** EXTRACTED MATERIAL follows **
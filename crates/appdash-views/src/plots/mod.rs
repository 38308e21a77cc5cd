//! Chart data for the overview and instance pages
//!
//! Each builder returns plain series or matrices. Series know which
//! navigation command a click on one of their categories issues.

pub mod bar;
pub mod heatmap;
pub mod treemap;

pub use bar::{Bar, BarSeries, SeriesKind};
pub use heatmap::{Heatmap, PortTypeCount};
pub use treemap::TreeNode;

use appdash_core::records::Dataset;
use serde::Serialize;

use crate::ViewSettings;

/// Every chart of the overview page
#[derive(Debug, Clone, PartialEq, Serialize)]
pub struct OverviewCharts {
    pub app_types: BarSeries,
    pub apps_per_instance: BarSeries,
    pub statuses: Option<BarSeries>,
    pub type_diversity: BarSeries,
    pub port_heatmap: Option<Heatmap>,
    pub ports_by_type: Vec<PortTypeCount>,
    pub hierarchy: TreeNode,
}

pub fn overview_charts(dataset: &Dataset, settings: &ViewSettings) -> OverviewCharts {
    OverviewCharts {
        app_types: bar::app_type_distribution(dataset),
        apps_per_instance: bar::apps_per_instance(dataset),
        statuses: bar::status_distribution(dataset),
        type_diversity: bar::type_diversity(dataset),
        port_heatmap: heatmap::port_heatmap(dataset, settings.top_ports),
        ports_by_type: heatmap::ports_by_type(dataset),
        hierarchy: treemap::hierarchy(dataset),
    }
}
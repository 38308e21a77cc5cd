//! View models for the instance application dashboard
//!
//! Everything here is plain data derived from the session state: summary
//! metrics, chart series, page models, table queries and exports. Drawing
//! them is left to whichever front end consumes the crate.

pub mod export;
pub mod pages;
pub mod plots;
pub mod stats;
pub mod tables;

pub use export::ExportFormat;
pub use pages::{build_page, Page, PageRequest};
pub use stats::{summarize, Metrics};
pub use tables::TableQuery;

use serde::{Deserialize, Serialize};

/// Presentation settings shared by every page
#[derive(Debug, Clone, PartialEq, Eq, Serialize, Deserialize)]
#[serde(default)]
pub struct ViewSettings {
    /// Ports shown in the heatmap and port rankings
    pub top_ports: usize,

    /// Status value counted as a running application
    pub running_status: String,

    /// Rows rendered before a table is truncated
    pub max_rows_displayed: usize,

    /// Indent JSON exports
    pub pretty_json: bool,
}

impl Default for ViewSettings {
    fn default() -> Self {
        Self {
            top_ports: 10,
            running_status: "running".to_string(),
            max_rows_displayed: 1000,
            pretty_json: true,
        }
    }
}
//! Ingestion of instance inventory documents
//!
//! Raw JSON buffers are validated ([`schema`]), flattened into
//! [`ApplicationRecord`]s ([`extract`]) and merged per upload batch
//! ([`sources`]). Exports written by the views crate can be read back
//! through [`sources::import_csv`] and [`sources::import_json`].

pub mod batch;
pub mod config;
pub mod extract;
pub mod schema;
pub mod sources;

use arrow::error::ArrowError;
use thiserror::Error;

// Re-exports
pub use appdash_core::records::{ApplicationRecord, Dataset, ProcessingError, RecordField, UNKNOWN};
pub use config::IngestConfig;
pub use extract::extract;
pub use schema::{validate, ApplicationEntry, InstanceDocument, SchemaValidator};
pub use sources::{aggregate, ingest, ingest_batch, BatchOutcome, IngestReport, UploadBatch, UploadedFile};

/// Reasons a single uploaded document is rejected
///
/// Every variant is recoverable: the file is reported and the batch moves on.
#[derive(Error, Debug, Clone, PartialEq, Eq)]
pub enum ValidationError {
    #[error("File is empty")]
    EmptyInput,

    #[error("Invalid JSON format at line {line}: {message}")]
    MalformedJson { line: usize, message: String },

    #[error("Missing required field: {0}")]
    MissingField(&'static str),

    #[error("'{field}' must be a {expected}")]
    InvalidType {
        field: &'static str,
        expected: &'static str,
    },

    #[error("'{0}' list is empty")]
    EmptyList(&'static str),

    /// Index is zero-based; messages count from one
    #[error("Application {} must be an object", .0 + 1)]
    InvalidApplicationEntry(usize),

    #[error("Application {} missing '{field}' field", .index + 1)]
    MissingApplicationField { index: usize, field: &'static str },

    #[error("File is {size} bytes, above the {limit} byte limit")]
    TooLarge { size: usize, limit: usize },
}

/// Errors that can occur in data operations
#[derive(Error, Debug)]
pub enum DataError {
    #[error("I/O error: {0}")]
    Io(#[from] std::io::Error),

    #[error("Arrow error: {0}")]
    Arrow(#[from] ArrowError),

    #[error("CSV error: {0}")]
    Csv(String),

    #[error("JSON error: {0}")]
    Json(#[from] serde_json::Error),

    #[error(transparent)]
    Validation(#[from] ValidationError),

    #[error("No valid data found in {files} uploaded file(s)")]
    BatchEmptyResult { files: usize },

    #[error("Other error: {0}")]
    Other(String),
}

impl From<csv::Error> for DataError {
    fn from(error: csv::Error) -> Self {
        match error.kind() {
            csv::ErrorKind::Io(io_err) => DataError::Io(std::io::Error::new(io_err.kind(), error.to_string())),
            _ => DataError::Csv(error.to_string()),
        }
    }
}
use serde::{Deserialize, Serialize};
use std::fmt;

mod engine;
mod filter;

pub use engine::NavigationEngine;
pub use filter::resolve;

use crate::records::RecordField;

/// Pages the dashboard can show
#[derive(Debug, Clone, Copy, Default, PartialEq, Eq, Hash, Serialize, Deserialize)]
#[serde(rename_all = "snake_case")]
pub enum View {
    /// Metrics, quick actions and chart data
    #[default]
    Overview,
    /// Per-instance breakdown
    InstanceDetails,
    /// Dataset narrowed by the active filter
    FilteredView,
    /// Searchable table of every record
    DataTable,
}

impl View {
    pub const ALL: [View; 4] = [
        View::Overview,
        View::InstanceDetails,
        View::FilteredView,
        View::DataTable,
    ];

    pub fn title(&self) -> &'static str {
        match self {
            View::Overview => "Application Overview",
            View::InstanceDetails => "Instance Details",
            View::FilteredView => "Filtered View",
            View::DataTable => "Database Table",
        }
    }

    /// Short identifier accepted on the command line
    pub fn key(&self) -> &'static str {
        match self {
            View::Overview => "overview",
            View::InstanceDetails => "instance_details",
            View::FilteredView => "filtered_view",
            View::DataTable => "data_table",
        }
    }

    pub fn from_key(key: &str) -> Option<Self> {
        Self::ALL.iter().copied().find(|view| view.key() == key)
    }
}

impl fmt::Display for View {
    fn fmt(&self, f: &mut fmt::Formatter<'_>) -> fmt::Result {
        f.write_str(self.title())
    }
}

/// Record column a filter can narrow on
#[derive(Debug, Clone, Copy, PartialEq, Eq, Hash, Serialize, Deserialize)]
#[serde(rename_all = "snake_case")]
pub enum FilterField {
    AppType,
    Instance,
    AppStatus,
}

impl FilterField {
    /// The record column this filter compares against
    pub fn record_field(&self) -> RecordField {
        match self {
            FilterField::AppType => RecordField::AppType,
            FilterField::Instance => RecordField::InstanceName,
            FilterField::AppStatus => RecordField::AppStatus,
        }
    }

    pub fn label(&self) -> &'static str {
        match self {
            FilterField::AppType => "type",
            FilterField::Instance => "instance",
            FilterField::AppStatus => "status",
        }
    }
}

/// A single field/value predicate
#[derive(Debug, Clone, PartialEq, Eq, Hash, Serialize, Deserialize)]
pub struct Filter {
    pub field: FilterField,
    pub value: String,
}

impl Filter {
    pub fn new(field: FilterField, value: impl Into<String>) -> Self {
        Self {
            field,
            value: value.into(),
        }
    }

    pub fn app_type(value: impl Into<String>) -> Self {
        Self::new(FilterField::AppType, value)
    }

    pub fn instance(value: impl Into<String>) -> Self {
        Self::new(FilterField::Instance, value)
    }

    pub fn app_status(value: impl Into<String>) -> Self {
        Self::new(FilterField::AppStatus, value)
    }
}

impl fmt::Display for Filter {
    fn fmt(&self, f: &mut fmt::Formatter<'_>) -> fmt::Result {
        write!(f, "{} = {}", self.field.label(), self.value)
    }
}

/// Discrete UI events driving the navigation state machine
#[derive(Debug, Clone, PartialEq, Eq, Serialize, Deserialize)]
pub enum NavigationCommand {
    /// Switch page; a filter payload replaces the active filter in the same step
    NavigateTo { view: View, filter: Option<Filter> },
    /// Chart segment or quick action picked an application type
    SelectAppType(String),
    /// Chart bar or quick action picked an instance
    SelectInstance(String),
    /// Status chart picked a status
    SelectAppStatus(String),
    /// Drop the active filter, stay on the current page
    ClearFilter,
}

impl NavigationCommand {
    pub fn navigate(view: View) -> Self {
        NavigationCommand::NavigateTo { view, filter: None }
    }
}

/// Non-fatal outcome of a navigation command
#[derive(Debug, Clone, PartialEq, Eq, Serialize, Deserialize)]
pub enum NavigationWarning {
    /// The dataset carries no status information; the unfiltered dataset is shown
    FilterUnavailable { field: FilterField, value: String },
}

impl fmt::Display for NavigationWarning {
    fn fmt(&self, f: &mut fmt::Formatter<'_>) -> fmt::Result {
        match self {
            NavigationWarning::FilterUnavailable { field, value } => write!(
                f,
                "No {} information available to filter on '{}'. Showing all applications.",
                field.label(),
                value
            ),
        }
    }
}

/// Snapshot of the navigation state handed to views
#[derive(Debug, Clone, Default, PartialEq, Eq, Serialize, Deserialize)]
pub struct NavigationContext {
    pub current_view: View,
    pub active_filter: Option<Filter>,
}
** End of EXTRACTED MATERIAL **
INSTRUCTIONS TO FOLLOW
In the data above, tally the lines holding "models" and answer with the figure only.

EXERCISE RESPONSE
2